MATERIAL FOR THIS TASK below:

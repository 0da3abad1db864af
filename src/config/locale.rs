//! Language codes and per-locale configuration resolution.
//!
//! `[locales.<lang>]` tables hold sparse overrides. Resolving a language
//! takes each override value where present and the base value otherwise:
//!
//! ```toml
//! [site]
//! name = "RGOODS Engineering"
//! default_lang = "fr"
//!
//! [locales.en]
//! name = "RGOODS Engineering (EN)"
//! menu_items = [["About", "/en/about/"]]
//! ```

use regex::Regex;
use serde::{Deserialize, Serialize};
use std::sync::LazyLock;

use super::section::{
    FeedConfig, Link, LinkTarget, MenuConfig, PluginsConfig, SiteInfoConfig, StaticConfig,
    ThemeConfig, WidgetsConfig, validate_links,
};
use super::{ConfigDiagnostics, ConfigError, FieldPath, SiteConfig};

static LANG_CODE_RE: LazyLock<Regex> =
    LazyLock::new(|| Regex::new(r"^[a-z]{2,3}(?:[-_][A-Za-z0-9]{2,8})*$").unwrap());

const LOCALES: FieldPath = FieldPath::new("locales");

/// Check that `code` is a language tag such as `fr`, `pt-BR` or `zh_Hant`.
pub fn is_valid_lang_code(code: &str) -> bool {
    LANG_CODE_RE.is_match(code)
}

/// Sparse per-language override of the base record.
#[derive(Debug, Clone, Default, PartialEq, Eq, Serialize, Deserialize)]
#[serde(default)]
pub struct LocaleOverride {
    pub name: Option<String>,
    pub title: Option<String>,
    pub subtitle: Option<String>,
    pub default_lang: Option<String>,
    pub locale: Option<String>,
    pub menu_items: Option<Vec<Link>>,
    pub links: Option<Vec<Link>>,
}

impl LocaleOverride {
    /// True when no field is overridden.
    pub fn is_empty(&self) -> bool {
        *self == Self::default()
    }
}

/// Configuration as seen when rendering one language.
///
/// Has no locale table: overrides are already merged in.
#[derive(Debug, Clone, PartialEq, Serialize, Deserialize)]
pub struct EffectiveConfig {
    /// Language this view was resolved for
    pub lang: String,
    pub site: SiteInfoConfig,
    pub menu: MenuConfig,
    pub widgets: WidgetsConfig,
    pub feed: FeedConfig,
    pub theme: ThemeConfig,
    pub plugins: PluginsConfig,
    #[serde(rename = "static")]
    pub static_files: StaticConfig,
}

impl SiteConfig {
    /// Default language first, then every overridden language.
    pub fn languages(&self) -> Vec<&str> {
        let default = self.site.default_lang.as_str();
        std::iter::once(default)
            .chain(self.locales.keys().map(String::as_str).filter(|l| *l != default))
            .collect()
    }

    /// Override table for `lang`, if any.
    pub fn locale_override(&self, lang: &str) -> Option<&LocaleOverride> {
        self.locales.get(lang)
    }

    /// Merge the base record with the override for `lang`.
    ///
    /// A well-formed language without an override resolves to the base values.
    pub fn resolve(&self, lang: &str) -> Result<EffectiveConfig, ConfigError> {
        if !is_valid_lang_code(lang) {
            return Err(ConfigError::InvalidLanguage(lang.to_string()));
        }

        let mut effective = EffectiveConfig {
            lang: lang.to_string(),
            site: self.site.clone(),
            menu: self.menu.clone(),
            widgets: self.widgets.clone(),
            feed: self.feed.clone(),
            theme: self.theme.clone(),
            plugins: self.plugins.clone(),
            static_files: self.static_files.clone(),
        };

        if let Some(ov) = self.locale_override(lang) {
            let site = &mut effective.site;
            override_with(&mut site.name, &ov.name);
            override_with(&mut site.title, &ov.title);
            override_with(&mut site.subtitle, &ov.subtitle);
            override_with(&mut site.default_lang, &ov.default_lang);
            if ov.locale.is_some() {
                site.locale.clone_from(&ov.locale);
            }
            override_with(&mut effective.menu.items, &ov.menu_items);
            override_with(&mut effective.widgets.links, &ov.links);
        }

        Ok(effective)
    }

    /// Resolve for the configured default language.
    pub fn resolve_default(&self) -> Result<EffectiveConfig, ConfigError> {
        self.resolve(&self.site.default_lang)
    }

    pub(super) fn validate_locales(&self, diag: &mut ConfigDiagnostics) {
        for (lang, ov) in &self.locales {
            if !is_valid_lang_code(lang) {
                diag.error_with_hint(
                    LOCALES,
                    format!("[{lang}] is not a valid language code"),
                    "use a code like \"en\", \"fr\" or \"pt-BR\" as the table key",
                );
            }

            if let Some(default_lang) = &ov.default_lang
                && !is_valid_lang_code(default_lang)
            {
                diag.error(
                    LOCALES,
                    format!("[{lang}] default_lang '{default_lang}' is not a valid language code"),
                );
            }

            if let Some(items) = &ov.menu_items {
                validate_links(items, LinkTarget::SiteOrExternal, LOCALES, diag);
            }
            if let Some(links) = &ov.links {
                validate_links(links, LinkTarget::External, LOCALES, diag);
            }

            if ov.is_empty() {
                diag.warn(LOCALES, format!("[{lang}] overrides nothing"));
            } else if *lang == self.site.default_lang {
                diag.hint(
                    LOCALES,
                    format!("[{lang}] is the default language, its overrides replace the base values"),
                );
            }
        }
    }
}

/// Replace `base` with the override value when one is present.
fn override_with<T: Clone>(base: &mut T, value: &Option<T>) {
    if let Some(value) = value {
        base.clone_from(value);
    }
}

#[cfg(test)]
mod tests {
    use super::*;
    use crate::config::test_parse_config;

    #[test]
    fn test_lang_codes() {
        for code in ["en", "fr", "pt-BR", "zh_Hant", "ast", "sr-Latn-RS"] {
            assert!(is_valid_lang_code(code), "{code} should be valid");
        }
        for code in ["", "e", "EN", "French", "fr-", "fr FR", "english"] {
            assert!(!is_valid_lang_code(code), "{code} should be invalid");
        }
    }

    #[test]
    fn test_resolve_override() {
        let config = test_parse_config(
            "subtitle = \"base\"\ntimezone = \"Europe/Paris\"\n[locales.fr]\nname = \"Test-FR\"",
        );

        let fr = config.resolve("fr").unwrap();
        assert_eq!(fr.lang, "fr");
        assert_eq!(fr.site.name, "Test-FR");
        assert_eq!(fr.site.subtitle, "base");
        assert_eq!(fr.site.author, "Tester");
        assert_eq!(fr.site.timezone, "Europe/Paris");
        assert_eq!(fr.theme, config.theme);
        assert_eq!(fr.menu, config.menu);
    }

    #[test]
    fn test_resolve_without_override_is_base() {
        let config = test_parse_config("[locales.fr]\nname = \"Test-FR\"");
        let de = config.resolve("de").unwrap();
        assert_eq!(de.site, config.site);
        assert_eq!(de.widgets, config.widgets);
    }

    #[test]
    fn test_resolve_menu_links_and_locale() {
        let config = test_parse_config(
            r#"locale = "fr_FR"
default_lang = "fr"
[menu]
items = [["Blog", "/blog/"]]
[widgets]
links = [["RGOODS", "https://rgoods.com/"]]
[locales.en]
locale = "en_US"
default_lang = "en"
menu_items = [["News", "/en/blog/"]]
links = []
"#,
        );

        let en = config.resolve("en").unwrap();
        assert_eq!(en.site.locale.as_deref(), Some("en_US"));
        assert_eq!(en.site.default_lang, "en");
        assert_eq!(en.menu.items, [Link::new("News", "/en/blog/")]);
        assert!(en.widgets.links.is_empty());
        // Untouched sections keep base values
        assert_eq!(en.menu.display_categories, config.menu.display_categories);

        let base = config.resolve_default().unwrap();
        assert_eq!(base.site.locale.as_deref(), Some("fr_FR"));
        assert_eq!(base.menu.items, [Link::new("Blog", "/blog/")]);
    }

    #[test]
    fn test_resolve_invalid_code() {
        let config = test_parse_config("");
        assert!(matches!(
            config.resolve("French"),
            Err(ConfigError::InvalidLanguage(code)) if code == "French"
        ));
    }

    #[test]
    fn test_languages() {
        let config = test_parse_config("default_lang = \"fr\"\n[locales.en]\nname = \"EN\"\n[locales.fr]\nname = \"FR\"");
        assert_eq!(config.languages(), ["fr", "en"]);
    }

    #[test]
    fn test_validate_locales() {
        let config = test_parse_config(
            "[locales.French]\nname = \"x\"\n[locales.de]\ndefault_lang = \"German\"\n[locales.es]\n",
        );
        let mut diag = ConfigDiagnostics::new();
        config.validate_locales(&mut diag);
        assert_eq!(diag.len(), 2);
        assert_eq!(diag.warnings().len(), 1);
        assert!(diag.errors().iter().all(|e| e.field.as_str() == "locales"));
        assert!(diag.hints().is_empty());
    }

    #[test]
    fn test_default_lang_override_hint() {
        let config = test_parse_config("[locales.en]\nname = \"Test (EN)\"\n[locales.fr]\nname = \"FR\"");
        let mut diag = ConfigDiagnostics::new();
        config.validate_locales(&mut diag);
        assert!(diag.is_empty());
        assert_eq!(diag.hints().len(), 1);
        assert!(diag.hints()[0].message.contains("[en]"));
        assert_eq!(config.resolve_default().unwrap().site.name, "Test (EN)");
    }
}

End of MATERIAL FOR THIS TASK.

WHAT YOU WILL DO: Whenever a line includes the word "present", pull it out of the entries.

FINISHED EXERCISE:
//! takes each override value where present and the base value otherwise:
/// Replace `base` with the override value when one is present.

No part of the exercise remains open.